What needs to be done. Of all the lines in the records below, copy only those that contain the string "MalformedLine".

Data.
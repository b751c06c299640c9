//! Settings management

use std::path::Path;

use super::{
    BuildSettings,
    ConfigError,
    loader,
};

/// Values given on the command line. `None` / `false` keeps the file value.
#[derive(Debug, Clone, Default, PartialEq, Eq)]
pub struct SettingsOverrides {
    pub languages: Vec<String>,
    pub output_file: Option<String>,
    pub size_limit: Option<usize>,
    pub fail_on_overflow: bool,
}

impl SettingsOverrides {
    fn apply_to(&self, settings: &mut BuildSettings) {
        if !self.languages.is_empty() {
            settings.languages.clone_from(&self.languages);
        }
        if let Some(output_file) = &self.output_file {
            settings.output_file.clone_from(output_file);
        }
        if let Some(size_limit) = self.size_limit {
            settings.size_limit = size_limit;
        }
        if self.fail_on_overflow {
            settings.fail_on_overflow = true;
        }
    }
}

/// Holds the validated settings for a build
#[derive(Default, Debug, Clone)]
pub struct ConfigManager {
    /// Settings in effect.
    current_settings: BuildSettings,
}

impl ConfigManager {
    /// Creates a manager holding the default settings
    #[must_use]
    pub fn new() -> Self {
        Self { current_settings: BuildSettings::default() }
    }

    /// Loads settings
    ///
    /// Reads `config_path` when given, otherwise
    /// `.template-build.json` in the working directory.
    ///
    /// # Errors
    /// - File read error
    /// - JSON parse error
    /// - Validation error
    pub fn load_settings(
        &mut self,
        workspace_root: &Path,
        config_path: Option<&Path>,
    ) -> Result<(), ConfigError> {
        tracing::debug!("Loading settings for workspace: {:?}", workspace_root);

        let settings = match config_path {
            Some(path) => loader::load_from_file(path)?,
            None => loader::load_from_workspace(workspace_root)?.map_or_else(
                BuildSettings::default,
                |ws| {
                    tracing::debug!("Loaded workspace settings: {:?}", ws);
                    ws
                },
            ),
        };

        settings.validate().map_err(ConfigError::ValidationErrors)?;

        self.current_settings = settings;
        tracing::debug!("Settings loaded successfully: {:?}", self.current_settings);

        Ok(())
    }

    /// Applies command-line overrides
    ///
    /// # Errors
    /// The merged settings fail validation. The current settings are left unchanged.
    pub fn apply_overrides(&mut self, overrides: &SettingsOverrides) -> Result<(), ConfigError> {
        let mut settings = self.current_settings.clone();
        overrides.apply_to(&mut settings);
        self.update_settings(settings)
    }

    /// Replaces the settings
    ///
    /// # Errors
    /// Validation error
    pub fn update_settings(&mut self, new_settings: BuildSettings) -> Result<(), ConfigError> {
        tracing::debug!("Updating settings...");

        new_settings.validate().map_err(ConfigError::ValidationErrors)?;

        self.current_settings = new_settings;
        tracing::debug!("Settings updated successfully");

        Ok(())
    }

    /// Current settings
    #[must_use]
    pub const fn get_settings(&self) -> &BuildSettings {
        &self.current_settings
    }
}

#[cfg(test)]
#[allow(clippy::unwrap_used)]
mod tests {
    use std::fs;

    use rstest::rstest;
    use tempfile::TempDir;

    use super::*;
    use crate::config::loader::CONFIG_FILE_NAME;

    /// new: starts from the defaults
    #[rstest]
    fn test_new_creates_default_settings() {
        let manager = ConfigManager::new();

        assert_eq!(manager.get_settings().languages, vec!["cs"]);
    }

    /// load_settings: settings file present
    #[rstest]
    fn test_load_settings_with_config_file() {
        let temp_dir = TempDir::new().unwrap();
        let config_content = r#"{"sizeLimit": 1234}"#;
        fs::write(temp_dir.path().join(CONFIG_FILE_NAME), config_content).unwrap();

        let mut manager = ConfigManager::new();
        let result = manager.load_settings(temp_dir.path(), None);

        assert!(result.is_ok());
        assert_eq!(manager.get_settings().size_limit, 1234);
    }

    /// load_settings: defaults without a settings file
    #[rstest]
    fn test_load_settings_without_config_file() {
        let temp_dir = TempDir::new().unwrap();

        let mut manager = ConfigManager::new();
        let result = manager.load_settings(temp_dir.path(), None);

        assert!(result.is_ok());
        assert_eq!(manager.get_settings(), &BuildSettings::default());
    }

    /// load_settings: an explicit file wins
    #[rstest]
    fn test_load_settings_with_explicit_path() {
        let temp_dir = TempDir::new().unwrap();
        fs::write(temp_dir.path().join(CONFIG_FILE_NAME), r#"{"languages": ["de"]}"#).unwrap();
        let explicit = temp_dir.path().join("hu.json");
        fs::write(&explicit, r#"{"languages": ["hu"]}"#).unwrap();

        let mut manager = ConfigManager::new();
        let result = manager.load_settings(temp_dir.path(), Some(&explicit));

        assert!(result.is_ok());
        assert_eq!(manager.get_settings().languages, vec!["hu"]);
    }

    /// load_settings: invalid settings file is an error
    #[rstest]
    fn test_load_settings_invalid_config() {
        let temp_dir = TempDir::new().unwrap();
        fs::write(temp_dir.path().join(CONFIG_FILE_NAME), r#"{"languages": []}"#).unwrap();

        let mut manager = ConfigManager::new();
        let result = manager.load_settings(temp_dir.path(), None);

        assert!(matches!(result, Err(ConfigError::ValidationErrors(_))));
        assert_eq!(manager.get_settings(), &BuildSettings::default());
    }

    /// apply_overrides: only given values change
    #[rstest]
    fn test_apply_overrides() {
        let mut manager = ConfigManager::new();
        let overrides = SettingsOverrides {
            languages: vec!["sk".to_string()],
            size_limit: Some(100),
            ..SettingsOverrides::default()
        };

        let result = manager.apply_overrides(&overrides);

        assert!(result.is_ok());
        let settings = manager.get_settings();
        assert_eq!(settings.languages, vec!["sk"]);
        assert_eq!(settings.size_limit, 100);
        assert_eq!(settings.output_file, "order-confirmation-baselinker.html");
        assert!(!settings.fail_on_overflow);
    }

    /// apply_overrides: invalid overrides are rejected and nothing changes
    #[rstest]
    fn test_apply_overrides_invalid() {
        let mut manager = ConfigManager::new();
        let overrides = SettingsOverrides {
            languages: vec!["cs".to_string(), "sk".to_string()],
            ..SettingsOverrides::default()
        };

        let result = manager.apply_overrides(&overrides);

        assert!(result.is_err());
        assert_eq!(manager.get_settings().languages, vec!["cs"]);
    }

    /// update_settings: invalid settings are an error
    #[rstest]
    fn test_update_settings_invalid() {
        let mut manager = ConfigManager::new();
        let new_settings = BuildSettings { key_separator: String::new(), ..BuildSettings::default() };

        let result = manager.update_settings(new_settings);

        assert!(result.is_err());
    }
}
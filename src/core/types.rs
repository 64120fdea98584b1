/// Core types used throughout jstracepp: images and the trace error kinds.
use std::fmt;
use std::fs;
use std::path::Path;

use anyhow::{Context, Result};
use thiserror::Error;

/// Name of the synthetic image that owns external (non-JS) functions.
pub const EXTERN_IMAGE_NAME: &str = "[extern]";

/// Function name resolved for addresses with no enclosing function.
pub const UNKNOWN_FUNCTION_NAME: &str = "[unknown]";

/// Relative address reserved for the `[unknown]` catch-all; the external
/// function counter starts handing out addresses above it.
pub const UNKNOWN_FUNCTION_ADDRESS: u32 = 1;

/// A loaded script, or the synthetic `[extern]` container for non-JS
/// callables. Image ids are zero-based and consecutive; each image owns the
/// virtual address window `[id << 32, id << 32 | 0xFFFFFFFF]`.
#[derive(Debug, Clone, PartialEq, Eq)]
pub struct Image {
    pub id: i32,
    pub name: String,
    pub interesting: bool,
}

impl Image {
    pub fn base_address(&self) -> u64 {
        (self.id as u64) << 32
    }

    pub fn end_address(&self) -> u64 {
        self.base_address() | 0xFFFF_FFFF
    }
}

impl fmt::Display for Image {
    fn fmt(&self, f: &mut fmt::Formatter) -> fmt::Result {
        write!(f, "{} (image {})", self.name, self.id)
    }
}

/// Malformed-input errors. Any of these fails the testcase that hit it; there
/// is no recovery or retry.
#[derive(Debug, Error)]
pub enum TraceError {
    #[error("read buffer too small to hold one trace line (buffer is {0} bytes)")]
    ReadBufferTooSmall(usize),
    #[error("reference to unknown compressed line id {0}")]
    UnknownLineId(i32),
    #[error("unknown event type '{0}'")]
    UnknownEventType(char),
    #[error("malformed trace line: {0}")]
    MalformedLine(String),
    #[error("script ids must be zero-based and contiguous: expected {expected}, found {found}")]
    NonContiguousScriptIds { expected: i32, found: i32 },
    #[error("event references unknown script id {0}")]
    UnknownScriptId(i32),
}

/// Loads the script table (`scripts.txt`, one `<id> \t <name>` record per
/// line), verifies the ids are zero-based and contiguous, and appends the
/// synthetic `[extern]` image with the next free id.
pub fn load_images(scripts_file: &Path) -> Result<Vec<Image>> {
    let contents = fs::read_to_string(scripts_file)
        .with_context(|| format!("Failed to read script table {}", scripts_file.display()))?;

    let mut images = Vec::new();
    for line in contents.lines() {
        if line.is_empty() {
            continue;
        }
        let (id, name) = line.split_once('\t').ok_or_else(|| {
            TraceError::MalformedLine(format!("script table record without tab: {}", line))
        })?;
        let id: i32 = id
            .parse()
            .map_err(|_| TraceError::MalformedLine(format!("bad script id: {}", line)))?;
        let expected = images.len() as i32;
        if id != expected {
            return Err(TraceError::NonContiguousScriptIds { expected, found: id }.into());
        }
        images.push(Image {
            id,
            name: name.to_string(),
            interesting: true,
        });
    }

    images.push(Image {
        id: images.len() as i32,
        name: EXTERN_IMAGE_NAME.to_string(),
        interesting: true,
    });
    Ok(images)
}

#[cfg(test)]
mod tests {
    use std::io::Write;

    use super::*;

    fn write_scripts(contents: &str) -> tempfile::NamedTempFile {
        let mut file = tempfile::NamedTempFile::new().expect("couldn't create scripts file");
        file.write_all(contents.as_bytes()).unwrap();
        file
    }

    #[test]
    fn loads_scripts_and_appends_extern() {
        let file = write_scripts("0\tapp.js\n1\tnode_modules/lib/index.js\n");
        let images = load_images(file.path()).expect("script table should load");
        assert_eq!(images.len(), 3);
        assert_eq!(images[0].name, "app.js");
        assert_eq!(images[1].id, 1);
        assert_eq!(images[2].name, EXTERN_IMAGE_NAME);
        assert_eq!(images[2].id, 2);
        assert!(images.iter().all(|i| i.interesting));
    }

    #[test]
    fn image_address_window_is_derived_from_id() {
        let image = Image {
            id: 3,
            name: "x.js".to_string(),
            interesting: true,
        };
        assert_eq!(image.base_address(), 3 << 32);
        assert_eq!(image.end_address(), (3 << 32) | 0xFFFF_FFFF);
    }

    #[test]
    fn rejects_non_contiguous_ids() {
        let file = write_scripts("0\tapp.js\n2\tskipped.js\n");
        let err = load_images(file.path()).unwrap_err();
        match err.downcast_ref::<TraceError>() {
            Some(TraceError::NonContiguousScriptIds { expected: 1, found: 2 }) => {}
            other => panic!("unexpected error: {:?}", other),
        }
    }

    #[test]
    fn rejects_records_without_separator() {
        let file = write_scripts("0 app.js\n");
        let err = load_images(file.path()).unwrap_err();
        assert!(err.downcast_ref::<TraceError>().is_some());
    }
}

Solved problem.
    MalformedLine(String),
            TraceError::MalformedLine(format!("script table record without tab: {}", line))
            .map_err(|_| TraceError::MalformedLine(format!("bad script id: {}", line)))?;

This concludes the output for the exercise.